* What you should do:
Beginning at the top of the data below, write out every line exactly until you reach the line with "Create a new", and include that line.
━━━━━━━━━━━━━━━━
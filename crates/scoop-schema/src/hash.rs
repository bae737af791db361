//! SHA256 checksum newtype.

use sha2::{Digest, Sha256};
use std::io::Read;
use std::path::Path;

/// Number of hex characters shown by [`Sha256Hash::preview`].
const PREVIEW_LEN: usize = 16;

/// Newtype for a SHA256 hash string as published in a checksums file.
///
/// The digest is stored verbatim. No length or alphabet validation is done
/// here: the manifest carries whatever the release pipeline published and
/// Scoop verifies it at install time.
#[derive(Debug, Clone, PartialEq, Eq, Hash, Default)]
pub struct Sha256Hash(String);

impl Sha256Hash {
    /// Create a new `Sha256Hash` without validation.
    pub fn new(s: impl Into<String>) -> Self {
        Self(s.into())
    }

    /// Compute the SHA256 of a file, streaming it in 64KB chunks.
    ///
    /// # Errors
    ///
    /// Returns an I/O error if the file cannot be opened or read.
    pub fn compute_file(path: &Path) -> std::io::Result<Self> {
        let mut file = std::fs::File::open(path)?;
        let mut hasher = Sha256::new();
        let mut buffer = [0u8; 65536];

        loop {
            let bytes_read = file.read(&mut buffer)?;
            if bytes_read == 0 {
                break;
            }
            hasher.update(&buffer[..bytes_read]);
        }

        Ok(Self(hex::encode(hasher.finalize())))
    }

    /// The digest in Scoop's `algorithm:hex` notation.
    pub fn prefixed(&self) -> String {
        format!("sha256:{}", self.0)
    }

    /// First 16 characters of the digest, for console output.
    ///
    /// Shorter digests are returned whole.
    pub fn preview(&self) -> &str {
        match self.0.char_indices().nth(PREVIEW_LEN) {
            Some((idx, _)) => &self.0[..idx],
            None => &self.0,
        }
    }

    /// Compare two digests ignoring hex case.
    pub fn matches(&self, other: &Sha256Hash) -> bool {
        self.0.eq_ignore_ascii_case(&other.0)
    }

    /// Return the inner hex string as a string slice.
    pub fn as_str(&self) -> &str {
        &self.0
    }
}

impl std::fmt::Display for Sha256Hash {
    fn fmt(&self, f: &mut std::fmt::Formatter<'_>) -> std::fmt::Result {
        write!(f, "{}", self.0)
    }
}

impl AsRef<str> for Sha256Hash {
    fn as_ref(&self) -> &str {
        &self.0
    }
}
//! `scoop-pkg` - Scoop manifest generation for release pipelines.
//!
//! Reads the checksums file published with a release, picks the Windows
//! archive's digest and writes the Scoop application manifest that points
//! at the release asset.

pub mod config;
pub mod error;
pub mod generate;
pub mod source;

pub use config::PackageProfile;
pub use error::{ConfigError, GenerateError};
pub use generate::{GenerateRequest, Report, build_manifest, generate};
pub use source::{ChecksumSource, build_client};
━━━━━━━━━━━━━━━━
* Written response:
filename crates/scoop-schema/src/hash.rs
repository bae737af791db361
//! SHA256 checksum newtype.

use sha2::{Digest, Sha256};
use std::io::Read;
use std::path::Path;

/// Number of hex characters shown by [`Sha256Hash::preview`].
const PREVIEW_LEN: usize = 16;

/// Newtype for a SHA256 hash string as published in a checksums file.
///
/// The digest is stored verbatim. No length or alphabet validation is done
/// here: the manifest carries whatever the release pipeline published and
/// Scoop verifies it at install time.
#[derive(Debug, Clone, PartialEq, Eq, Hash, Default)]
pub struct Sha256Hash(String);

impl Sha256Hash {
    /// Create a new `Sha256Hash` without validation.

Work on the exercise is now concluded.